**What to produce**:
Copy out each line of the listing below in which the string "title" occurs.
****
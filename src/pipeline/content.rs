use crate::config::PipelineConfig;
use crate::generation::{GenerationArtifact, GenerationBackend, GenerationRequest, GenerationService};
use crate::logging::{LogLevel, Logger};
use crate::network::NetworkMonitor;
use crate::queue::{
    ArtifactStore, DrainReport, JsonFileStore, NewTask, OfflineQueue, QueueStore,
};
use crate::resilience::{RetryEngine, RetryPolicy};
use crate::Result;
use std::sync::Arc;
use tokio::task::JoinHandle;
use tracing::info;

/// Outcome of [`ContentPipeline::submit`].
#[derive(Debug, Clone, PartialEq)]
pub enum Submission {
    Completed(Box<GenerationArtifact>),
    /// Deferred until connectivity returns; carries the queued task id.
    Queued(String),
}

impl Submission {
    pub fn artifact(&self) -> Option<&GenerationArtifact> {
        match self {
            Submission::Completed(artifact) => Some(&**artifact),
            Submission::Queued(_) => None,
        }
    }

    pub fn is_queued(&self) -> bool {
        matches!(self, Submission::Queued(_))
    }
}

/// Wires the network monitor, generation façade and offline queue together.
pub struct ContentPipeline {
    service: GenerationService,
    queue: Arc<OfflineQueue>,
    history: Arc<dyn ArtifactStore>,
    monitor: Arc<NetworkMonitor>,
    logger: Logger,
}

impl ContentPipeline {
    /// Build a pipeline around an existing service. The service's retry engine
    /// should share `monitor` so attempts fail fast when offline.
    pub fn new(
        service: GenerationService,
        monitor: Arc<NetworkMonitor>,
        queue_store: Arc<dyn QueueStore>,
        history: Arc<dyn ArtifactStore>,
    ) -> Self {
        let queue = OfflineQueue::new(
            queue_store,
            Arc::clone(&history),
            Arc::new(service.clone()),
            Arc::clone(&monitor),
        );
        Self::with_queue(service, monitor, Arc::new(queue), history)
    }

    pub fn with_queue(
        service: GenerationService,
        monitor: Arc<NetworkMonitor>,
        queue: Arc<OfflineQueue>,
        history: Arc<dyn ArtifactStore>,
    ) -> Self {
        Self {
            service,
            queue,
            history,
            monitor,
            logger: Logger::new("pipeline"),
        }
    }

    /// Build everything from configuration with file-backed persistence.
    pub fn from_config(
        config: &PipelineConfig,
        backend: Arc<dyn GenerationBackend>,
        monitor: Arc<NetworkMonitor>,
    ) -> Self {
        let service = GenerationService::builder(backend)
            .retry_engine(RetryEngine::new().with_monitor(Arc::clone(&monitor)))
            .retry_policy(RetryPolicy::provider())
            .cache_ttl(config.cache_ttl())
            .response_memo_capacity(config.response_memo_capacity)
            .max_prompt_length(config.max_prompt_length)
            .build();
        let store = Arc::new(JsonFileStore::new(&config.queue_path, &config.history_path));
        let queue = OfflineQueue::new(
            store.clone(),
            store.clone(),
            Arc::new(service.clone()),
            Arc::clone(&monitor),
        )
        .with_max_attempts(config.max_task_attempts);
        Self::with_queue(service, monitor, Arc::new(queue), store)
    }

    /// Run `request` now if online, otherwise queue it.
    ///
    /// Validation failures are returned immediately and never queued. A network
    /// failure that leaves the device offline queues the request instead of
    /// surfacing; any other failure is returned.
    pub async fn submit(&self, request: GenerationRequest) -> Result<Submission> {
        let prepared = self.service.prepare(&request)?;

        if !self.monitor.is_online() {
            return self.defer(prepared).await;
        }

        match self.service.generate(&prepared).await {
            Ok(artifact) => {
                self.history.append_artifact(&artifact).await?;
                Ok(Submission::Completed(Box::new(artifact)))
            }
            Err(err) if err.is_network_error() && !self.monitor.is_online() => {
                self.logger
                    .failure(LogLevel::Info, "went offline during generation; queueing", &err);
                self.defer(prepared).await
            }
            Err(err) => {
                self.logger.failure(LogLevel::Error, "generation failed", &err);
                Err(err)
            }
        }
    }

    async fn defer(&self, request: GenerationRequest) -> Result<Submission> {
        let task = self.queue.enqueue(NewTask::from(request)).await?;
        info!(task_id = %task.id, "offline: request deferred");
        Ok(Submission::Queued(task.id))
    }

    /// Spawn the reconnect-triggered drain loop.
    pub fn start(&self) -> JoinHandle<()> {
        self.queue.spawn_auto_drain()
    }

    pub async fn drain(&self) -> Result<DrainReport> {
        self.queue.drain().await
    }

    pub async fn history(&self) -> Result<Vec<GenerationArtifact>> {
        self.history.list_artifacts().await
    }

    pub fn queue(&self) -> &Arc<OfflineQueue> {
        &self.queue
    }

    pub fn service(&self) -> &GenerationService {
        &self.service
    }

    pub fn monitor(&self) -> &Arc<NetworkMonitor> {
        &self.monitor
    }
}

#[cfg(test)]
mod tests {
    use super::*;
    use crate::generation::ResearchResult;
    use crate::network::{NetworkState, TransportType};
    use crate::queue::InMemoryStore;
    use crate::Error;
    use async_trait::async_trait;
    use std::sync::atomic::{AtomicUsize, Ordering};

    struct EchoBackend {
        calls: AtomicUsize,
        fail_with: Option<Error>,
    }

    #[async_trait]
    impl GenerationBackend for EchoBackend {
        async fn research(&self, topic: &str) -> Result<String> {
            Ok(format!(r#"{{"summary": "About {}."}}"#, topic))
        }

        async fn generate(
            &self,
            request: &GenerationRequest,
            _research: Option<&ResearchResult>,
        ) -> Result<String> {
            self.calls.fetch_add(1, Ordering::SeqCst);
            if let Some(err) = &self.fail_with {
                return Err(err.clone());
            }
            Ok(format!(
                r#"{{"title": "On {}", "content": "Some words here."}}"#,
                request.topic
            ))
        }
    }

    fn pipeline(
        online: bool,
        fail_with: Option<Error>,
    ) -> (ContentPipeline, Arc<EchoBackend>, Arc<NetworkMonitor>) {
        let backend = Arc::new(EchoBackend {
            calls: AtomicUsize::new(0),
            fail_with,
        });
        let monitor = NetworkMonitor::with_state(if online {
            NetworkState::online(TransportType::Wifi)
        } else {
            NetworkState::offline()
        });
        let service = GenerationService::builder(backend.clone())
            .retry_engine(RetryEngine::new().with_monitor(monitor.clone()))
            .retry_policy(RetryPolicy::provider().with_max_attempts(1))
            .build();
        let store = Arc::new(InMemoryStore::new());
        let pipeline = ContentPipeline::new(service, monitor.clone(), store.clone(), store);
        (pipeline, backend, monitor)
    }

    #[tokio::test]
    async fn test_online_submit_completes_and_records_history() {
        let (pipeline, backend, _) = pipeline(true, None);
        let submission = pipeline
            .submit(GenerationRequest::new("remote work tips"))
            .await
            .unwrap();
        assert_eq!(
            submission.artifact().map(|a| a.article.title.as_str()),
            Some("On remote work tips")
        );
        assert_eq!(backend.calls.load(Ordering::SeqCst), 1);
        assert_eq!(pipeline.history().await.unwrap().len(), 1);
    }

    #[tokio::test]
    async fn test_offline_submit_queues_without_calling_backend() {
        let (pipeline, backend, _) = pipeline(false, None);
        let submission = pipeline
            .submit(GenerationRequest::new("remote work tips"))
            .await
            .unwrap();
        assert!(submission.is_queued());
        assert_eq!(backend.calls.load(Ordering::SeqCst), 0);

        let tasks = pipeline.queue().list().await.unwrap();
        assert_eq!(tasks.len(), 1);
        assert_eq!(tasks[0].topic, "remote work tips");
        assert_eq!(tasks[0].attempts, 0);
        assert!(!tasks[0].with_research);
    }

    #[tokio::test]
    async fn test_invalid_input_is_never_queued() {
        let (pipeline, _, _) = pipeline(false, None);
        let err = pipeline.submit(GenerationRequest::new("  <>  ")).await.unwrap_err();
        assert!(err.is_validation_error());
        assert!(pipeline.queue().is_empty().await.unwrap());
    }

    #[tokio::test]
    async fn test_online_failure_is_surfaced() {
        let (pipeline, _, _) = pipeline(true, Some(Error::network("denied", None, Some(401))));
        let err = pipeline.submit(GenerationRequest::new("x")).await.unwrap_err();
        assert!(matches!(err, Error::Network { status_code: Some(401), .. }));
        assert!(pipeline.queue().is_empty().await.unwrap());
    }
}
****
**Solution**:
                r#"{{"title": "On {}", "content": "Some words here."}}"#,
            submission.artifact().map(|a| a.article.title.as_str()),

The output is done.